• [HOW TO COMPLETE THIS TASK] Extract every line below that contains the word "AcrQuery".

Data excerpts

- Opening Delimiter -

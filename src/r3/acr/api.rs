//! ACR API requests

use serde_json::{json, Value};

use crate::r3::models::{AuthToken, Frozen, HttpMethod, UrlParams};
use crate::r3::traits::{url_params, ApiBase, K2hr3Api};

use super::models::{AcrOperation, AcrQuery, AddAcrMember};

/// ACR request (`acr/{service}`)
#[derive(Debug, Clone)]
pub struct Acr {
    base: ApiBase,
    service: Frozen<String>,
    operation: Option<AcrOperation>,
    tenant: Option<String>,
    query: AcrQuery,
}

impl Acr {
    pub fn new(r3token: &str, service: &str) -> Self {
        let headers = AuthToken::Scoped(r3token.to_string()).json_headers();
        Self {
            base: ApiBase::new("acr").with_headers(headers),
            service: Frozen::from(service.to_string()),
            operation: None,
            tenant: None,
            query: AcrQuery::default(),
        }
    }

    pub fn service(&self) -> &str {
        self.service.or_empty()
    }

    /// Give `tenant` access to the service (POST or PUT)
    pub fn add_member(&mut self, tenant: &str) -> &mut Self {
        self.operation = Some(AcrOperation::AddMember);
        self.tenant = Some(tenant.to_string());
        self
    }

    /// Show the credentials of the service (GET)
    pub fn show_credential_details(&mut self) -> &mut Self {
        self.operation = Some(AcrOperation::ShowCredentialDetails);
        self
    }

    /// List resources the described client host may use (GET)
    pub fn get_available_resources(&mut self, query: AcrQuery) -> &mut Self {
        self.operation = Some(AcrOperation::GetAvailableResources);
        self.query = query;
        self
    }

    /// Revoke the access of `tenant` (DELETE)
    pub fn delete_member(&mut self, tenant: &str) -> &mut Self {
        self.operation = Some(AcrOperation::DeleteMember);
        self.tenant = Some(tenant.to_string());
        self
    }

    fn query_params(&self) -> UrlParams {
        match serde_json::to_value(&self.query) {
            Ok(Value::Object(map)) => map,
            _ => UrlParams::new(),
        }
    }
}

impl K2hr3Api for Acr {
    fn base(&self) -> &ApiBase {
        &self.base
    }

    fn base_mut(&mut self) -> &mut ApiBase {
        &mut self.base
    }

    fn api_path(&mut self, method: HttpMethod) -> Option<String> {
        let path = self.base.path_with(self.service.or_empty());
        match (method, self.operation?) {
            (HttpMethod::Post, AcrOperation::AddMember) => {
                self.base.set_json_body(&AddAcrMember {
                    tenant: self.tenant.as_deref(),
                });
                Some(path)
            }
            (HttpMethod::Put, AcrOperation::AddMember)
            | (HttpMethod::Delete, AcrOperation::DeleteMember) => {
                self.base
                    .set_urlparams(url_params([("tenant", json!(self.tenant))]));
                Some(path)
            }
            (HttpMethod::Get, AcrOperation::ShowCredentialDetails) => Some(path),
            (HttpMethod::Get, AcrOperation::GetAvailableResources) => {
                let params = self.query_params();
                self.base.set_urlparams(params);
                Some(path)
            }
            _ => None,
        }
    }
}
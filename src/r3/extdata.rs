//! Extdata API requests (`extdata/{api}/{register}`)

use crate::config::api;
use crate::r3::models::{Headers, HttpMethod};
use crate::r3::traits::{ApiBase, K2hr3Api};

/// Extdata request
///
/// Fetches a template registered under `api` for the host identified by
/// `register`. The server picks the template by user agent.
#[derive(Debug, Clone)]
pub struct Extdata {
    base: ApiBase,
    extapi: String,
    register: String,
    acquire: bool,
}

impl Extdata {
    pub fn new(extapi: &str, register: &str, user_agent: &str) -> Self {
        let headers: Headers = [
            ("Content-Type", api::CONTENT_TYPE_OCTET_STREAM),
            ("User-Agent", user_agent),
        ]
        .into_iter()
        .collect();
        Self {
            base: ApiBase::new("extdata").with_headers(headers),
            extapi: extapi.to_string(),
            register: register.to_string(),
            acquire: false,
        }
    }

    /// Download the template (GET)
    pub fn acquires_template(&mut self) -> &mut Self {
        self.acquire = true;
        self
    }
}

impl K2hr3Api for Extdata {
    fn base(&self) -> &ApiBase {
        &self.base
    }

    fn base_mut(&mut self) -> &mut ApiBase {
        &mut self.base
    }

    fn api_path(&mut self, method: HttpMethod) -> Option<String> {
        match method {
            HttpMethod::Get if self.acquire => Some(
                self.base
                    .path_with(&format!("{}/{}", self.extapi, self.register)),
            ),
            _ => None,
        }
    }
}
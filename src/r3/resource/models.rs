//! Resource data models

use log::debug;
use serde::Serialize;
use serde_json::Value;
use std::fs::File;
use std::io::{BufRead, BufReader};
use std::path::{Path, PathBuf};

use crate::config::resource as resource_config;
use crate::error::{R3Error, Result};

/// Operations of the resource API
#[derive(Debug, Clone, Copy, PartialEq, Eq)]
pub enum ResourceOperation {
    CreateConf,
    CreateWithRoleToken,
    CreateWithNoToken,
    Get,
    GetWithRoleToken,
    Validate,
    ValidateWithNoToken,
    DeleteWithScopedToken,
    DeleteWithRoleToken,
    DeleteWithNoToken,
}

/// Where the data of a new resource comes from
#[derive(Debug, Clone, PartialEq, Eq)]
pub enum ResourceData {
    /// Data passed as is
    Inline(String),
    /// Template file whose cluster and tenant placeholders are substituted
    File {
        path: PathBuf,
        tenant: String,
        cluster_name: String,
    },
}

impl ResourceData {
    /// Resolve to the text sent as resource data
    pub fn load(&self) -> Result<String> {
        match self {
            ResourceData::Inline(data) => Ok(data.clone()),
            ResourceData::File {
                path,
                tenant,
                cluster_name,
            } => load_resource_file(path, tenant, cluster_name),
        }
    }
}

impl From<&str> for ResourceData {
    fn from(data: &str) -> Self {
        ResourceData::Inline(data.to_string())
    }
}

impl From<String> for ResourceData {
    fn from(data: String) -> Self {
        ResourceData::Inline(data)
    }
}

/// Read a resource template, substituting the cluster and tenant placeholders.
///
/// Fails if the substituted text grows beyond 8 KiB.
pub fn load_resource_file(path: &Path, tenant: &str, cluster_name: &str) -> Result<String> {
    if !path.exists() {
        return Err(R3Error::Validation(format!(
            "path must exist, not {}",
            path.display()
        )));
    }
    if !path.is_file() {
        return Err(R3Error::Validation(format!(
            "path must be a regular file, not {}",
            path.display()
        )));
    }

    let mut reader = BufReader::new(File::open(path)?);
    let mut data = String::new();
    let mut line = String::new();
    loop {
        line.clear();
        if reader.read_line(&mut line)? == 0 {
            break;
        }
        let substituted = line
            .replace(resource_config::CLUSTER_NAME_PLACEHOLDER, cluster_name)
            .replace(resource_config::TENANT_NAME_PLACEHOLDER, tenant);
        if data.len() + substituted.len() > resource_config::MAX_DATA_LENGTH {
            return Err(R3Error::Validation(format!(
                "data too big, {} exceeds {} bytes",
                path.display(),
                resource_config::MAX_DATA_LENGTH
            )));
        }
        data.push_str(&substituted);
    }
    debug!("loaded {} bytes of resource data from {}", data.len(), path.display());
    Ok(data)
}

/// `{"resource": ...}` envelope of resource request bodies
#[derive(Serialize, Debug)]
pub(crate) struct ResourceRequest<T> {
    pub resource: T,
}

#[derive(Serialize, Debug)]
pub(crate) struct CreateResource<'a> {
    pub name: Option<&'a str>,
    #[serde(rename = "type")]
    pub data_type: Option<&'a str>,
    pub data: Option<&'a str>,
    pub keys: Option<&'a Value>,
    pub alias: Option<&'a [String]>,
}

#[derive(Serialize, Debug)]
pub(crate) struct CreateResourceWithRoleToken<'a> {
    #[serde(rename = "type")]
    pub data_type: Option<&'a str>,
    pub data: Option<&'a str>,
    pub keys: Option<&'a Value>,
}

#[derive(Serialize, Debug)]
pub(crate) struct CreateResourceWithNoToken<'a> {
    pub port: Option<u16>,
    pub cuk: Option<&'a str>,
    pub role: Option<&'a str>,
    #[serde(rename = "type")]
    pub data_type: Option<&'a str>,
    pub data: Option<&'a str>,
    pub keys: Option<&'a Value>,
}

- Closing Delimiter -
- Opening Delimiter -

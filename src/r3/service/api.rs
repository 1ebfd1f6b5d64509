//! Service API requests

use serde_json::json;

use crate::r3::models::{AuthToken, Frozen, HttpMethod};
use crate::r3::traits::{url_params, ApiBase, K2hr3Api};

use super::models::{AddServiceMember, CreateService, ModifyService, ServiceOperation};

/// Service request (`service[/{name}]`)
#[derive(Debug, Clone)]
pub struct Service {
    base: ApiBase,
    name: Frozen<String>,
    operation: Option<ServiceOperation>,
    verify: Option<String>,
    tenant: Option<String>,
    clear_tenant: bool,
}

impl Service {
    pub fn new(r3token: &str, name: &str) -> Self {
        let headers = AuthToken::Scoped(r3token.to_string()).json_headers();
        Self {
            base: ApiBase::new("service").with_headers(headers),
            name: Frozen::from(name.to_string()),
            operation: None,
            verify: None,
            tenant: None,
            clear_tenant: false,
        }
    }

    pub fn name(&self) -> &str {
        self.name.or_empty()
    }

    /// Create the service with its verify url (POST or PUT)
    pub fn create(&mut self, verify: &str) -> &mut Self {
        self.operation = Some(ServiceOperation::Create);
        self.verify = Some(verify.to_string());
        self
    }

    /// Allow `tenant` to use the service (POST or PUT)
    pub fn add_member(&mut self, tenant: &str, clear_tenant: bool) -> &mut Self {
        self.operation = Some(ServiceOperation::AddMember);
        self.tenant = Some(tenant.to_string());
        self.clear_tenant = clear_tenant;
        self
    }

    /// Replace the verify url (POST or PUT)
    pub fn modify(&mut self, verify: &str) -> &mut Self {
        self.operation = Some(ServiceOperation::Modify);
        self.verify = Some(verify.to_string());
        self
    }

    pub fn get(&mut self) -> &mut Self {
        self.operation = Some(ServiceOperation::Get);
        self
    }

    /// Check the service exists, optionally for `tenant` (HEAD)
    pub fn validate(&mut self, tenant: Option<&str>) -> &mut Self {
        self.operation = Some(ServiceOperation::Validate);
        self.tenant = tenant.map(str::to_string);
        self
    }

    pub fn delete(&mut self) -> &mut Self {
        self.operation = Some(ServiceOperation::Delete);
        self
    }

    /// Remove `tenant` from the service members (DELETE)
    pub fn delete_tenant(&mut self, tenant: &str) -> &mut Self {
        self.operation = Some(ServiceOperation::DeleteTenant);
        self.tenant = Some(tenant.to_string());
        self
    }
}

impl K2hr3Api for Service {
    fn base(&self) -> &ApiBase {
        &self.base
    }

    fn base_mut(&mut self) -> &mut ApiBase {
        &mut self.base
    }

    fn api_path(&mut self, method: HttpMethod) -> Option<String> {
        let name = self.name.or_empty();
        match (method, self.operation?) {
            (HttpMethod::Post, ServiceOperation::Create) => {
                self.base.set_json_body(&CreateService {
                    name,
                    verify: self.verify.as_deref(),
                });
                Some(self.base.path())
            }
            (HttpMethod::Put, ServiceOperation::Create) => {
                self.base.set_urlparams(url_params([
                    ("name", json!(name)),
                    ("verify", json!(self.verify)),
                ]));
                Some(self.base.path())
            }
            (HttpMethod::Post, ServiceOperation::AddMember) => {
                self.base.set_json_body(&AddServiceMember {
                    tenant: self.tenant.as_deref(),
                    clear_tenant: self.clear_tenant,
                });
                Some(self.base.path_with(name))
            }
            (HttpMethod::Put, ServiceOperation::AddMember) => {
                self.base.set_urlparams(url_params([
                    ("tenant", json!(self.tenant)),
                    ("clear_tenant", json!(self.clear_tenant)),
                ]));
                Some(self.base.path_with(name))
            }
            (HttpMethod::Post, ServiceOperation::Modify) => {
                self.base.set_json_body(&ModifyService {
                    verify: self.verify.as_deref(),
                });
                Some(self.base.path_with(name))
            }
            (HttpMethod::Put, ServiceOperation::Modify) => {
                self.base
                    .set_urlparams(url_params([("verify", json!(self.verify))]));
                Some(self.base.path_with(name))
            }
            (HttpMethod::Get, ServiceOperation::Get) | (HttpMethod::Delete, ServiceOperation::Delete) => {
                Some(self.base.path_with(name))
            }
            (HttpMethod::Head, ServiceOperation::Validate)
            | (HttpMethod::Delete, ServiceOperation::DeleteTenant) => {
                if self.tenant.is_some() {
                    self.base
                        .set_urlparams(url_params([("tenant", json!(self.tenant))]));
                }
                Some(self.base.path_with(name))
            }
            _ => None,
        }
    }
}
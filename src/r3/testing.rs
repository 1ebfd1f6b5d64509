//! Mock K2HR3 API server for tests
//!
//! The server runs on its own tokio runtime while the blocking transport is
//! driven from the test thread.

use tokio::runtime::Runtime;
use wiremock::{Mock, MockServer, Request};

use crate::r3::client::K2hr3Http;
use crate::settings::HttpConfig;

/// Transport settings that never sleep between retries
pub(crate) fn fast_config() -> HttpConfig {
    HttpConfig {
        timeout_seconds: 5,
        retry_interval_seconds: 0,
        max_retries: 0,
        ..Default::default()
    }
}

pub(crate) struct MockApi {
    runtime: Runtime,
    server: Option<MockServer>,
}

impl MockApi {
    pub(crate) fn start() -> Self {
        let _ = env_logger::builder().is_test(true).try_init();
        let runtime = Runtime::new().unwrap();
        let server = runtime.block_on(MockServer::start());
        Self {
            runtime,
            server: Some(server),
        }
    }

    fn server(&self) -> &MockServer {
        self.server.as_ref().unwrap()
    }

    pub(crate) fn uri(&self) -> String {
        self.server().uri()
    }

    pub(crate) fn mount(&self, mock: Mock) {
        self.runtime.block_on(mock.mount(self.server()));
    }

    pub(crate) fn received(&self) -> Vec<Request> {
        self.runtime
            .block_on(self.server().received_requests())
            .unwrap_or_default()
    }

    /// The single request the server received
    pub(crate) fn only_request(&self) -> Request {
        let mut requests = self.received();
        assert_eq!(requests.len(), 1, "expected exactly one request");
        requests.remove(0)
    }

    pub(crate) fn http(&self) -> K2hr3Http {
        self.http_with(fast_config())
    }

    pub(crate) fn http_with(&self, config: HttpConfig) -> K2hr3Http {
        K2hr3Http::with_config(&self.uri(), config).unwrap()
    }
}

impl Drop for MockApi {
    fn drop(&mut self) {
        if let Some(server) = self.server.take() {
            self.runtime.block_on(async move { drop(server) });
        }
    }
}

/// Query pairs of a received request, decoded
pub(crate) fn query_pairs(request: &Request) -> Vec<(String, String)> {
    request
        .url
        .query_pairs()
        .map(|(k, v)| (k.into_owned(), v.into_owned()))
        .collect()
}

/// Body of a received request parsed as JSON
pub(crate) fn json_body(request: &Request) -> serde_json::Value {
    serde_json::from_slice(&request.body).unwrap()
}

- Closing Delimiter -
- Opening Delimiter -

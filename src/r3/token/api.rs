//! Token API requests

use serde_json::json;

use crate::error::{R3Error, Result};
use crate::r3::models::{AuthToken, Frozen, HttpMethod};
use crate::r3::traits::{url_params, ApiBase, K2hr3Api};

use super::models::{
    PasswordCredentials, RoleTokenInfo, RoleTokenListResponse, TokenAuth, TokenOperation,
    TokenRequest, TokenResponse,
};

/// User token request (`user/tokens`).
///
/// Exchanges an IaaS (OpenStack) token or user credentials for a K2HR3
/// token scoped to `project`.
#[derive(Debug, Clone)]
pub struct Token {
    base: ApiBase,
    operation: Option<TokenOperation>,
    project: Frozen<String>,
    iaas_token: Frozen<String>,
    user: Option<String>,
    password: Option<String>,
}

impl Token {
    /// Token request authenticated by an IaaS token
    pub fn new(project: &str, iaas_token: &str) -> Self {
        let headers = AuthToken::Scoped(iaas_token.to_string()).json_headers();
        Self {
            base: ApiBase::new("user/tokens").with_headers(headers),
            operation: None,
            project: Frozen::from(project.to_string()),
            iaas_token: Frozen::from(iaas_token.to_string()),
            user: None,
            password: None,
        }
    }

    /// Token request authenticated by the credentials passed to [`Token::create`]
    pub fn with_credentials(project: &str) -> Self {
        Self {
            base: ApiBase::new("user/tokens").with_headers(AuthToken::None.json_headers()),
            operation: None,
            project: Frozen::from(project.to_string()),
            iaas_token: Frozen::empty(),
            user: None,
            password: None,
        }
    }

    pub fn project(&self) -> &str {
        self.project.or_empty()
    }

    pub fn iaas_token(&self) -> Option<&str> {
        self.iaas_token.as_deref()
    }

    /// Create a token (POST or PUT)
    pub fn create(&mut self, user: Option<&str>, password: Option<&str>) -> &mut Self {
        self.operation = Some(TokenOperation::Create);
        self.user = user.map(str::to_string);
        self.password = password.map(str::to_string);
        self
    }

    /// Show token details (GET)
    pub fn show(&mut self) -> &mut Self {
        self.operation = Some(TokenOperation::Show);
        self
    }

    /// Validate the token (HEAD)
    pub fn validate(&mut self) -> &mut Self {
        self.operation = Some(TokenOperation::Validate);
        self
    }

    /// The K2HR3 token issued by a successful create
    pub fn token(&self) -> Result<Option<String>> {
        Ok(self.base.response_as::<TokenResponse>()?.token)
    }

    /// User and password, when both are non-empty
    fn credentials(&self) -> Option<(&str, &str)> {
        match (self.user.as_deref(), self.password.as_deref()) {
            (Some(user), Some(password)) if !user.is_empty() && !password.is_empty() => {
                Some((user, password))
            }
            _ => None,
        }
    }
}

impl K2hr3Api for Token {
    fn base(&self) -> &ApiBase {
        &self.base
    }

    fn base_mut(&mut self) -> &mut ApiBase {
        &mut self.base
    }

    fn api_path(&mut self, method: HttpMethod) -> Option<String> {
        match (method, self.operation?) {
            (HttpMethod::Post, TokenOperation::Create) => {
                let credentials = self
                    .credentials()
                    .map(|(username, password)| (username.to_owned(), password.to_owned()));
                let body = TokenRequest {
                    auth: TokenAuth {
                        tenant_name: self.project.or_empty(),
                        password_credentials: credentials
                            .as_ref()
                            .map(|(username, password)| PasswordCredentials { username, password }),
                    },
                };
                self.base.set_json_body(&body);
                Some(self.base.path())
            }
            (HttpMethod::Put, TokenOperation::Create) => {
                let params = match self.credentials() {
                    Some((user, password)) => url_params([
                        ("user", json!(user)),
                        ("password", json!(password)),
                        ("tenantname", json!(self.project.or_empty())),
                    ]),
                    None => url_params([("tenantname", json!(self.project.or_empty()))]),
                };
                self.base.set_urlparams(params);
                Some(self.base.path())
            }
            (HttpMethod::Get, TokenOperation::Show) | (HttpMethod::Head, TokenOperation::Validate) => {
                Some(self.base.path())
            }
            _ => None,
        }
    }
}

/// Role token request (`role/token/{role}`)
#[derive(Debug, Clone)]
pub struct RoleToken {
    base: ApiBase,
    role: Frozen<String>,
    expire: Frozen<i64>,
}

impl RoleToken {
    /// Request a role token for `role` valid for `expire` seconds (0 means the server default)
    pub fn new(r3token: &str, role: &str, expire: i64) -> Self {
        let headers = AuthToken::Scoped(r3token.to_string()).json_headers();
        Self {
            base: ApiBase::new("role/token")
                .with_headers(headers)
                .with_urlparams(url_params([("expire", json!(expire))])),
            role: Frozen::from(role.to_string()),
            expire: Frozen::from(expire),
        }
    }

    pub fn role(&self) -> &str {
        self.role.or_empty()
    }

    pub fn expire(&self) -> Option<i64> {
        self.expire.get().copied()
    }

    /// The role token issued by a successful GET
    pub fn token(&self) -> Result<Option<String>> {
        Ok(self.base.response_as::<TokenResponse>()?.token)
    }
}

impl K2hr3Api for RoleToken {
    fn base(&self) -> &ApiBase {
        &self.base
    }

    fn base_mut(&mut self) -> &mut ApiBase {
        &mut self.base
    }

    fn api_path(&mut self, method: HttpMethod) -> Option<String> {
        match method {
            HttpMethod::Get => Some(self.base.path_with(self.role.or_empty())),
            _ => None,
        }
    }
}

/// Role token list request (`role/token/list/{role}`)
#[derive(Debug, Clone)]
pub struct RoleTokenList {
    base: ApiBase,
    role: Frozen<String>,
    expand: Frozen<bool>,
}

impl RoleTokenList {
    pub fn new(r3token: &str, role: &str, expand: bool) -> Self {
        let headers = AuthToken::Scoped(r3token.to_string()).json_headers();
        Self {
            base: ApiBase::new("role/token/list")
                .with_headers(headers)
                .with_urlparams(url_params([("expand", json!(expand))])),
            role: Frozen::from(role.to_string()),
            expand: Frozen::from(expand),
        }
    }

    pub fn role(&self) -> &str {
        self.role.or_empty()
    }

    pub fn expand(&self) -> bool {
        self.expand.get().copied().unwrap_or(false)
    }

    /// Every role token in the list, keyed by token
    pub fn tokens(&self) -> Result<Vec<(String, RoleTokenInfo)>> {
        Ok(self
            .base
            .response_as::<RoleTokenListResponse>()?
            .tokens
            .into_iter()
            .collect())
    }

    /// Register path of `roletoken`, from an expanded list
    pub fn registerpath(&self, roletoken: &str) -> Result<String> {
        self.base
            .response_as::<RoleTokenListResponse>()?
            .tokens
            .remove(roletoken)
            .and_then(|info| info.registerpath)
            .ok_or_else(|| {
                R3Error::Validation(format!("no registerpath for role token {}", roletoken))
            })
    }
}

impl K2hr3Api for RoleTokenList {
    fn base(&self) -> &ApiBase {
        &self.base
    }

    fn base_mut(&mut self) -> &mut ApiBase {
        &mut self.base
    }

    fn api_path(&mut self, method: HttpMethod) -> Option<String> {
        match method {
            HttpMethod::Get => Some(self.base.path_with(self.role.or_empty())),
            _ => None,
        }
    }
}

- Closing Delimiter -

• [FINISHED EXERCISE]
use super::models::{AcrOperation, AcrQuery, AddAcrMember};
    query: AcrQuery,
            query: AcrQuery::default(),
    pub fn get_available_resources(&mut self, query: AcrQuery) -> &mut Self {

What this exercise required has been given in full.